Atualmente, o STF conta com apenas uma mulher entre seus 11 ministros. A ministra Cármen Lúcia tem aposentadoria prevista para 2029. O líder do governo no Congresso, senador Randolfe Rodrigues (PT-AP), defende que a prerrogativa de indicar nomes para o STF é exclusiva do presidente, mas expressou: “Mas acredito que o presidente deve exercer sua autoridade para indicar um nome, seja homem ou mulher”.
Lula se tornou o primeiro presidente em 132 anos a ter um indicado ao STF rejeitado pelo Congresso. A situação reflete o aumento das tensões políticas em Brasília, com a proximidade das eleições presidenciais de 2026, nas quais o atual presidente buscará a reeleição.
A oposição, por sua vez, defende que o Congresso aguarde o resultado da eleição presidencial para que o vencedor apresente seu indicado. O senador Rogério Marinho (PL-RN), líder da oposição, declarou em sua conta no X: “O próximo nome para o STF precisa refletir a vontade das urnas, com legitimidade, isenção e novos critérios”. Essa postura remete à decisão do Congresso norte-americano, à época controlado pelos republicanos, de não apreciar o indicado do presidente Barack Obama para a Suprema Corte antes das eleições de 2016, o que permitiu a Donald Trump nomear juízes conservadores.

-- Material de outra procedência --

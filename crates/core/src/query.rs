// Query-type discovery
//
// The backend has no call that lists an execution's query handlers. Instead a
// query with a reserved, unregistered type name is sent; the backend rejects it
// and its error message enumerates the registered names. The message format
// differs between backend versions:
//   "... KnownQueryTypes=[foo bar]"
//   "... knownTypes=[foo, bar]"
//
// Decision: the reserved probe name is removed from the parsed list. Some
// backends echo the requested name among the known types; it is never a
// handler the workflow registered.
//
// Parsing sits behind QueryTypeParser so a new message format only needs a new
// parser, not changes to callers.

use regex::Regex;
use serde_json::Value;
use std::sync::{Arc, OnceLock};

use crate::error::{GatewayError, Result};
use crate::execution::{QueryRequest, WorkflowExecution};
use crate::traits::{AccessContext, WorkflowService};

/// Query type sent to provoke the known-types error
pub const QUERY_PROBE_TYPE: &str = "__cadence_web_list";

/// Extracts query-type names from a rejected probe's error message
pub trait QueryTypeParser: Send + Sync {
    /// `None` when the message has no recognizable list.
    fn parse(&self, message: &str) -> Option<Vec<String>>;
}

/// Parser for the `KnownQueryTypes=[...]` and `knownTypes=[...]` formats
#[derive(Debug, Default, Clone, Copy)]
pub struct KnownTypesParser;

fn known_types_pattern() -> &'static Regex {
    static PATTERN: OnceLock<Regex> = OnceLock::new();
    PATTERN.get_or_init(|| {
        Regex::new(r"(?:KnownQueryTypes|knownTypes)=\[(.*?)\]").unwrap_or_else(|e| {
            unreachable!("known types pattern is a valid regex: {}", e)
        })
    })
}

impl QueryTypeParser for KnownTypesParser {
    fn parse(&self, message: &str) -> Option<Vec<String>> {
        let captures = known_types_pattern().captures(message)?;
        let list = captures.get(1)?.as_str().replace(',', " ");

        Some(
            list.split_whitespace()
                .filter(|name| *name != QUERY_PROBE_TYPE)
                .map(str::to_string)
                .collect(),
        )
    }
}

/// Runs queries against executions, including query-type discovery
pub struct QueryService {
    service: Arc<dyn WorkflowService>,
    parser: Box<dyn QueryTypeParser>,
}

impl QueryService {
    pub fn new(service: Arc<dyn WorkflowService>) -> Self {
        Self::with_parser(service, Box::new(KnownTypesParser))
    }

    pub fn with_parser(service: Arc<dyn WorkflowService>, parser: Box<dyn QueryTypeParser>) -> Self {
        Self { service, parser }
    }

    /// Names of the query handlers the execution supports.
    ///
    /// An unrecognized rejection message yields an empty list and a warning.
    pub async fn discover_query_types(
        &self,
        ctx: &AccessContext,
        execution: &WorkflowExecution,
    ) -> Result<Vec<String>> {
        let request = QueryRequest {
            execution: execution.clone(),
            query_type: QUERY_PROBE_TYPE.to_string(),
        };

        let error = match self.service.query_workflow(ctx, request).await {
            Err(error) => error,
            Ok(_) => {
                tracing::error!(
                    execution = %execution,
                    query_type = QUERY_PROBE_TYPE,
                    "Query probe was answered instead of rejected"
                );
                return Err(GatewayError::QueryProbeAccepted {
                    query_type: QUERY_PROBE_TYPE.to_string(),
                });
            }
        };

        match self.parser.parse(&error.message) {
            Some(types) => {
                tracing::debug!(execution = %execution, count = types.len(), "Discovered query types");
                Ok(types)
            }
            None => {
                tracing::warn!(
                    execution = %execution,
                    kind = %error.kind,
                    message = %error.message,
                    "Query probe error did not list known query types"
                );
                Ok(Vec::new())
            }
        }
    }

    /// Run a named query and return the backend's answer unchanged.
    pub async fn query(
        &self,
        ctx: &AccessContext,
        execution: &WorkflowExecution,
        query_type: &str,
    ) -> Result<Value> {
        let request = QueryRequest {
            execution: execution.clone(),
            query_type: query_type.to_string(),
        };
        Ok(self.service.query_workflow(ctx, request).await?)
    }
}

Caso nenhum ministro seja aprovado pelo Senado neste ano, o presidente eleito em 2026 poderá indicar até quatro novos membros para o STF, impactando significativamente a composição da Corte. Atualmente, dois dos dez ministros em exercício foram indicados pelo ex-presidente Jair Bolsonaro, enquanto a maioria dos membros foi nomeada durante governos do PT. Pesquisas recentes indicam um cenário de empate técnico entre Lula e o senador Flávio Bolsonaro (PL-RJ) para a eleição presidencial deste ano.
Uma fonte próxima a Lula ponderou: “Não faz sentido esperar e correr o risco de não conseguir fazer uma nomeação depois das eleições. Se o Senado optar por não votar, a responsabilidade será deles”.
A rejeição de Jorge Messias ao STF gerou diversas reações e debates políticos. O Senado já havia rejeitado a indicação de Jorge Messias em votações anteriores. O presidente Lula manteve sua prerrogativa de indicar um novo nome ao STF após a rejeição de Jorge Messias. O senador Flávio Bolsonaro afirmou que a votação pode abrir caminho para o impeachment de ministros, enquanto o senador Flávio Bolsonaro declarou o “fim do governo Lula”.
O Congresso também tem atuado em outras frentes, como a derrubada de vetos presidenciais que alteram o cálculo de penas para crimes contra o Estado Democrático de Direito, beneficiando condenados pelos atos de 8 de Janeiro. O STF já atingiu 1.402 condenados pelos atos de 8 de Janeiro de 2023.